QISHENG OU, David Y. H. Pui, University of Minnesota

     Abstract Number: 645
     Working Group: Control and Mitigation Technology

Abstract
Gasoline direct injection (GDI) technology improves fuel efficiency but produces higher PM emissions. Gasoline particle filters (GPF) could be necessary for reducing exhaust particles to meet the emission standards. GPF has difficulty to grow and sustain “soot cake layer” and relies more on porous structures of its own substrate wall to ensure efficiency while keeping back pressure low, which is suboptimal and can be challenging at low mileage. Silica-based nano-scale membrane material is developed for improving filtration performance of ceramic wall-flow GPFs, which can sustain high exhaust temperature, be cost-effective, and user and environmentally friendly. The direct coating of silica membrane in a single-step process has a suboptimal tradeoff between efficiency and backpressure – achieving significant efficiency improvement at high backpressure penalty, which is attributed to the deep penetration of silica coating into substrate micropores.
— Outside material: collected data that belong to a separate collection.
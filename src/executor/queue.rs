//! Thread-safe task queue with pluggable dequeue policies.

use super::task::Task;
use crate::config::TaskPolicy;
use parking_lot::{Condvar, Mutex};
use rand::Rng;
use std::cmp::Ordering as CmpOrdering;
use std::collections::{BinaryHeap, VecDeque};
use std::sync::atomic::{AtomicUsize, Ordering};
use std::time::{Duration, Instant};

/// Heap entry: priority first, then push order for stable ties.
struct Ranked<R> {
    priority: i8,
    seq: u64,
    task: Task<R>,
}

impl<R> PartialEq for Ranked<R> {
    fn eq(&self, other: &Self) -> bool {
        self.priority == other.priority && self.seq == other.seq
    }
}

impl<R> Eq for Ranked<R> {}

impl<R> PartialOrd for Ranked<R> {
    fn partial_cmp(&self, other: &Self) -> Option<CmpOrdering> {
        Some(self.cmp(other))
    }
}

impl<R> Ord for Ranked<R> {
    fn cmp(&self, other: &Self) -> CmpOrdering {
        // Max-heap: greater entries pop first. Earlier pushes win ties, so
        // the sequence comparison is reversed.
        self.priority
            .cmp(&other.priority)
            .then_with(|| other.seq.cmp(&self.seq))
    }
}

/// Policy-selected internal structure.
enum PolicyQueue<R> {
    Fifo(VecDeque<Task<R>>),
    Lifo(VecDeque<Task<R>>),
    Prio(BinaryHeap<Ranked<R>>),
    Rand(BinaryHeap<Ranked<R>>),
}

impl<R: Send + 'static> PolicyQueue<R> {
    fn new(policy: TaskPolicy) -> Self {
        match policy {
            TaskPolicy::Fifo => PolicyQueue::Fifo(VecDeque::new()),
            TaskPolicy::Lifo => PolicyQueue::Lifo(VecDeque::new()),
            TaskPolicy::Prio => PolicyQueue::Prio(BinaryHeap::new()),
            TaskPolicy::Rand => PolicyQueue::Rand(BinaryHeap::new()),
        }
    }

    fn push(&mut self, mut task: Task<R>, seq: u64) {
        match self {
            PolicyQueue::Fifo(deque) | PolicyQueue::Lifo(deque) => deque.push_back(task),
            PolicyQueue::Prio(heap) => heap.push(Ranked {
                priority: task.priority(),
                seq,
                task,
            }),
            PolicyQueue::Rand(heap) => {
                // Random tag at push time keeps pop O(log n) while giving
                // uniformly random selection; the user priority is ignored.
                task.set_priority(rand::thread_rng().gen::<i8>());
                heap.push(Ranked {
                    priority: task.priority(),
                    seq,
                    task,
                });
            }
        }
    }

    fn pop(&mut self) -> Option<Task<R>> {
        match self {
            PolicyQueue::Fifo(deque) => deque.pop_front(),
            PolicyQueue::Lifo(deque) => deque.pop_back(),
            PolicyQueue::Prio(heap) | PolicyQueue::Rand(heap) => {
                heap.pop().map(|ranked| ranked.task)
            }
        }
    }

    fn len(&self) -> usize {
        match self {
            PolicyQueue::Fifo(deque) | PolicyQueue::Lifo(deque) => deque.len(),
            PolicyQueue::Prio(heap) | PolicyQueue::Rand(heap) => heap.len(),
        }
    }
}

/// Multi-producer multi-consumer task queue.
///
/// One mutex serializes every mutation; pushes wake exactly one waiter and
/// [`wakeup_all`](Self::wakeup_all) pulses every waiter without touching the
/// queue. The size counter is atomic so [`size`](Self::size) never locks.
pub struct TaskQueue<R> {
    inner: Mutex<Inner<R>>,
    ready: Condvar,
    size: AtomicUsize,
    policy: TaskPolicy,
}

struct Inner<R> {
    queue: PolicyQueue<R>,
    next_seq: u64,
}

impl<R: Send + 'static> TaskQueue<R> {
    /// Create a queue; the policy fixes the internal structure for good.
    pub fn new(policy: TaskPolicy) -> Self {
        Self {
            inner: Mutex::new(Inner {
                queue: PolicyQueue::new(policy),
                next_seq: 0,
            }),
            ready: Condvar::new(),
            size: AtomicUsize::new(0),
            policy,
        }
    }

    /// The policy this queue was created with.
    pub fn policy(&self) -> TaskPolicy {
        self.policy
    }

    /// Take ownership of a task and place it according to policy.
    pub fn push(&self, task: Task<R>) {
        let mut inner = self.inner.lock();
        let seq = inner.next_seq;
        inner.next_seq += 1;

        inner.queue.push(task, seq);
        self.size.fetch_add(1, Ordering::Release);
        drop(inner);

        self.ready.notify_one();
    }

    /// Construct a task in place and push it.
    pub fn emplace<F>(&self, func: F)
    where
        F: FnOnce() -> R + Send + 'static,
    {
        self.push(Task::new(func));
    }

    /// Block until a task is available, then dequeue it.
    pub fn pop(&self) -> Task<R> {
        let mut inner = self.inner.lock();
        while inner.queue.len() == 0 {
            self.ready.wait(&mut inner);
        }

        self.pop_locked(&mut inner)
    }

    /// Like [`pop`](Self::pop), but give up after `timeout`.
    pub fn pop_for(&self, timeout: Duration) -> Option<Task<R>> {
        let deadline = Instant::now() + timeout;

        let mut inner = self.inner.lock();
        while inner.queue.len() == 0 {
            if self.ready.wait_until(&mut inner, deadline).timed_out() {
                if inner.queue.len() == 0 {
                    return None;
                }
                break;
            }
        }

        Some(self.pop_locked(&mut inner))
    }

    /// Block until a task is available or `pred` turns true.
    ///
    /// The predicate is consulted before the queue on every wakeup, so a
    /// predicate-wakeup returns `None` even with tasks pending. Workers use
    /// this to honor a cancel request ahead of queued work.
    pub fn pop_until<F>(&self, mut pred: F) -> Option<Task<R>>
    where
        F: FnMut() -> bool,
    {
        let mut inner = self.inner.lock();
        loop {
            if pred() {
                return None;
            }

            if inner.queue.len() > 0 {
                return Some(self.pop_locked(&mut inner));
            }

            self.ready.wait(&mut inner);
        }
    }

    /// Lock-free task count snapshot.
    pub fn size(&self) -> usize {
        self.size.load(Ordering::Acquire)
    }

    /// Lock-free emptiness snapshot.
    pub fn is_empty(&self) -> bool {
        self.size() == 0
    }

    /// Wake every waiter without changing the queue. Used by the pool so
    /// idle workers re-check their cancel predicate.
    pub fn wakeup_all(&self) {
        self.ready.notify_all();
    }

    fn pop_locked(&self, inner: &mut Inner<R>) -> Task<R> {
        let task = inner
            .queue
            .pop()
            .expect("pop_locked called on an empty queue");
        self.size.fetch_sub(1, Ordering::Release);
        task
    }
}

impl<R> std::fmt::Debug for TaskQueue<R> {
    fn fmt(&self, f: &mut std::fmt::Formatter<'_>) -> std::fmt::Result {
        f.debug_struct("TaskQueue")
            .field("policy", &self.policy)
            .field("size", &self.size.load(Ordering::Relaxed))
            .finish()
    }
}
A two-step coating method is then successfully developed, starting from a 1st-step coating of removable porous material to occupy the micro-pore structure, followed by a 2nd-step coating of membrane material on top of the 1st coating. Subsequent regeneration removes 1st coating, leaving the 2nd-step membrane coating staying on top of the substrate. Membrane coated ceramic wafers by the two-step coating method show better efficiency-backpressure tradeoff and soot loading capability than the single-step method with the same coating materials. This two-step coating method is tested on a wall-flow core sample, showing significant efficiency enhancement with less than 30% of backpressure penalty. The developed two-step coating method can be potentially used on other filtration substrates, for improved filtration performance in high-temperature air and/or liquid filtration applications.